A round of severe storms early Monday left nearly 7,000 of our customers without power. Crews

responded and restored power to about 6,000 customers. Another round of severe weather hit Monday afternoon and evening, including at least one confirmed tornado. Some crews were forced to shelter in place in Todd County before resuming restoration work related to the morning storms, Minnesota Power reported. “Multiple power lines and power poles are down across our service area, causing numerous outages affecting about 14,000 customers as of 8 p.m. Monday.”

The hardest hit areas include Little Falls, Eagle Bend, Clarissa, Browerville, Pequot Lakes, Crosby, Ironton, Deerwood, Nisswa, Pine River, Verndale and Pequot Lakes. Other outages are scattered across the region including the Iron Range area and International Falls as of 8 p.m. Monday. Minnesota Power reported all available line crews are in the field working, though most damage assessment may not be possible until Tuesday morning.
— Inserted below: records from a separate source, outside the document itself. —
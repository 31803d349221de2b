//! Bulk-import row validation and document reconstruction.
//!
//! A bulk-import CSV carries one row per invoice line; rows sharing an
//! `InvoiceNumber` form one logical invoice. This module groups the flat rows,
//! checks every row independently, enforces per-group header consistency and
//! item-name uniqueness, and (for clean imports) rebuilds one [`Document`]
//! per group.
//!
//! ```text
//! CSV input (flat rows)                 Grouped output
//! ┌──────────────────────────────┐      ┌─────────────────────────┐
//! │ Inv: 1001, Item: Widget      │      │ Invoice 1001            │
//! │ Inv: 1001, Item: Gadget      │  →   │ Lines: [Widget, Gadget] │
//! │ Inv: 1002, Item: Widget      │      ├─────────────────────────┤
//! └──────────────────────────────┘      │ Invoice 1002            │
//!                                       │ Lines: [Widget]         │
//!                                       └─────────────────────────┘
//! ```
//!
//! Validation never fails as a call: all problems come back as
//! [`RowError`]s, one row may contribute several, and an empty error list
//! means the import is ready to submit. Report indices are 1-based file line
//! numbers, so row 0 of the slice reports as row 2 (header row counted).

use crate::models::{Document, ImportRow, LineItem, Platform, Product};
use chrono::NaiveDate;
use once_cell::sync::Lazy;
use regex::Regex;
use rust_decimal::Decimal;
use serde::{Deserialize, Serialize};
use std::collections::{HashMap, HashSet};

static EMAIL_RE: Lazy<Regex> =
    Lazy::new(|| Regex::new(r"^[^\s@]+@[^\s@]+\.[^\s@]+$").expect("email pattern"));

/// What to do with rows whose `InvoiceNumber` is blank.
///
/// Either way the row is excluded from grouping, so one unidentifiable row
/// cannot drag header-consistency noise into a group.
#[derive(Debug, Clone, Copy, Default, PartialEq, Eq, Serialize, Deserialize)]
#[serde(rename_all = "lowercase")]
pub enum MissingIdPolicy {
    /// Drop blank-id rows silently (the historical import behavior).
    #[default]
    Skip,
    /// Report each blank-id row as an error.
    Report,
}

/// One validation finding, addressed by file line number.
#[derive(Debug, Clone, Serialize, Deserialize, PartialEq, Eq)]
pub struct RowError {
    pub row: usize,
    pub message: String,
}

impl RowError {
    fn new(row: usize, message: impl Into<String>) -> Self {
        Self { row, message: message.into() }
    }
}

/// The outcome of validating one import run.
#[derive(Debug, Clone, Default, Serialize, Deserialize)]
pub struct ValidationResult {
    pub errors: Vec<RowError>,
}

impl ValidationResult {
    /// True when the import may proceed to submission.
    pub fn is_clean(&self) -> bool {
        self.errors.is_empty()
    }
}

/// A row together with its 1-based file line number.
#[derive(Debug, Clone, PartialEq, Eq)]
pub struct GroupedRow {
    pub row: usize,
    pub data: ImportRow,
}

/// All rows sharing one invoice number, in file order.
#[derive(Debug, Clone, PartialEq, Eq)]
pub struct DocumentGroup {
    pub invoice_number: String,
    pub rows: Vec<GroupedRow>,
}

/// Partition rows into invoice groups, preserving first-seen group order and
/// row order within each group. Rows with a blank invoice number are dropped.
pub fn group_rows(rows: &[ImportRow]) -> Vec<DocumentGroup> {
    let mut groups: Vec<DocumentGroup> = Vec::new();
    let mut index: HashMap<String, usize> = HashMap::new();

    for (i, row) in rows.iter().enumerate() {
        let id = row.invoice_number.trim();
        if id.is_empty() {
            continue;
        }
        let slot = *index.entry(id.to_string()).or_insert_with(|| {
            groups.push(DocumentGroup {
                invoice_number: id.to_string(),
                rows: Vec::new(),
            });
            groups.len() - 1
        });
        groups[slot].rows.push(GroupedRow {
            row: report_row(i),
            data: row.clone(),
        });
    }

    groups
}

/// 1-based file line number for a slice index (header row counted).
fn report_row(index: usize) -> usize {
    index + 2
}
“The safety of our crews and customers is of top priority during this outage response. Stay clear of downed power lines, poles and wires. Keep pets and children away from those areas. Do not attempt to touch or lift any wire with poles or sticks. Do not get out of your vehicle on or near wires. All power lines should be considered energized and dangerous,” the company reported. “Our customers’ patience is appreciated as we recognize the inconvenience caused by the outages. Power restoration in this situation is a phased approach. Public safety and critical infrastructure are the first priorities.”

The company noted its crews begin with the larger transmission lines, move to the primary distribution lines, then move into neighborhoods to repair individual services.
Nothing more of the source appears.